Sehr viel schwieriger zu beurteilen sind die keramischen Überreste aus den Gräbern 1
und 2 (Taf. 52, 7—14). Sie sind nur sehr bruchstückhaft erhalten (vgl. die Fundgeschichte)
und lassen sich im einzelnen auch nicht mehr auf die beiden Gräber aufteilen. Sicher ist
zunächst nur, daß aus den Gräbern 1 und 2 keine eindeutig römischen Typen vorliegen.
Es liegen mit Sicherheit Teile von fünf Gefäßen vor, von denen vier zur Gruppe der
nigraartigen Drehscheibengefäße gehören (Fundliste Grab 2 Nr. 8, b—e. Taf. 52, 7—13).

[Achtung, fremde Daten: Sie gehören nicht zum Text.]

use fifo_queue_rs::{CursorState, Queue, QueueConfig, QueueConfigOption, QueueError};
use rstest::*;

#[rstest(elements)]
#[case(vec![1])]
#[case(vec![1, 2])]
#[case(vec![3, 1, 4, 1, 5, 9, 2, 6])]
fn first_inserted_is_first_removed(elements: Vec<i32>) {
  let mut queue = Queue::new();
  for element in &elements {
    queue.insert(*element);
  }
  assert_eq!(queue.remove(), Ok(elements[0]));
}

#[test]
fn drains_in_insertion_order() {
  let mut queue = Queue::new();
  let words = ["alpha", "beta", "gamma", "delta", "epsilon"];
  for word in words {
    queue.insert(word.to_string());
  }

  let mut drained = Vec::new();
  while let Ok(word) = queue.remove() {
    drained.push(word);
  }
  assert_eq!(drained, words);
}

#[test]
fn source_queue_peeks_first_element_until_removed() {
  let mut queue = Queue::from_source(Some([1, 2, 3])).unwrap();
  assert_eq!(queue.peek(), Ok(&1));
  assert_eq!(queue.peek(), Ok(&1));
  assert_eq!(queue.remove(), Ok(1));
  assert_eq!(queue.peek(), Ok(&2));
}

#[test]
fn construction_errors() {
  assert!(matches!(
    Queue::<u32>::with_capacity(-1),
    Err(QueueError::InvalidArgument(_))
  ));
  assert!(matches!(
    Queue::<u32>::from_source(None::<Vec<u32>>),
    Err(QueueError::InvalidArgument(_))
  ));
  assert_eq!(Queue::<u32>::with_capacity(0).map(|queue| queue.count()), Ok(0));
}

#[test]
fn cursor_fails_fast_after_mutation() {
  let mut queue = Queue::from_source(Some(vec!['a', 'b', 'c'])).unwrap();
  let mut cursor = queue.cursor();
  assert_eq!(cursor.advance(&queue), Ok(true));
  assert_eq!(cursor.current(&queue), Ok(&'c'));

  queue.insert('d');
  assert!(matches!(cursor.advance(&queue), Err(QueueError::InvalidState(_))));
  assert!(matches!(cursor.current(&queue), Err(QueueError::InvalidState(_))));

  let mut fresh = queue.cursor();
  assert_eq!(fresh.state(), CursorState::NotStarted);
  assert_eq!(fresh.advance(&queue), Ok(true));
  assert_eq!(fresh.current(&queue), Ok(&'d'));
}

#[test]
fn configured_queue_uses_initial_capacity() {
  let config = QueueConfig::from([QueueConfigOption::with_initial_capacity(2)]);
  let mut queue = Queue::with_config(&config);
  queue.insert(1u64);
  queue.insert(2);
  assert_eq!(queue.capacity(), 2);
  queue.insert(3);
  assert_eq!(queue.capacity(), 4);
  assert_eq!(queue.peek(), Ok(&1));
}
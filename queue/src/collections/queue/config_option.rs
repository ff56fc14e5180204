use crate::collections::queue::QueueConfig;

#[derive(Debug, Clone, PartialEq, Eq)]
pub enum QueueConfigOption {
  SetInitialCapacity(usize),
}

impl QueueConfigOption {
  pub fn apply(&self, config: &mut QueueConfig) {
    match self {
      QueueConfigOption::SetInitialCapacity(initial_capacity) => {
        config.set_initial_capacity(*initial_capacity);
      }
    }
  }

  pub fn with_initial_capacity(initial_capacity: usize) -> QueueConfigOption {
    QueueConfigOption::SetInitialCapacity(initial_capacity)
  }
}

Nach Material und Farbe sind sie sich sehr ähnlich. Grauer bis gelbgrauer, schwach
gemagerter Ton, der trotz guten Brandes gelegentlich zu schiefriger Aufsplitterung
neigt, ist mit grauem bis schwarzgrauem Überzug versehen. Bei Taf. 52, 12 ist die Ober-
fläche weich geglättet, bei den übrigen Stücken feinsandig rauh. Wenn Brauntonigkeit
der Nigraware nach Unverzagt48 *) ein Kennzeichen linksrheinischer Herkunft ist, dann
ist keines der vier Stücke herkunftsmäßig dort zu lokalisieren. Mit hoher Wahrschein-
lichkeit liegt also mitteldeutsche Drehscheibenware vor. Mit größerer Sicherheit noch
kann dies von dem hellbraunen Drehscheibengefäß mit scharfem Bauchknick (Taf. 52,14)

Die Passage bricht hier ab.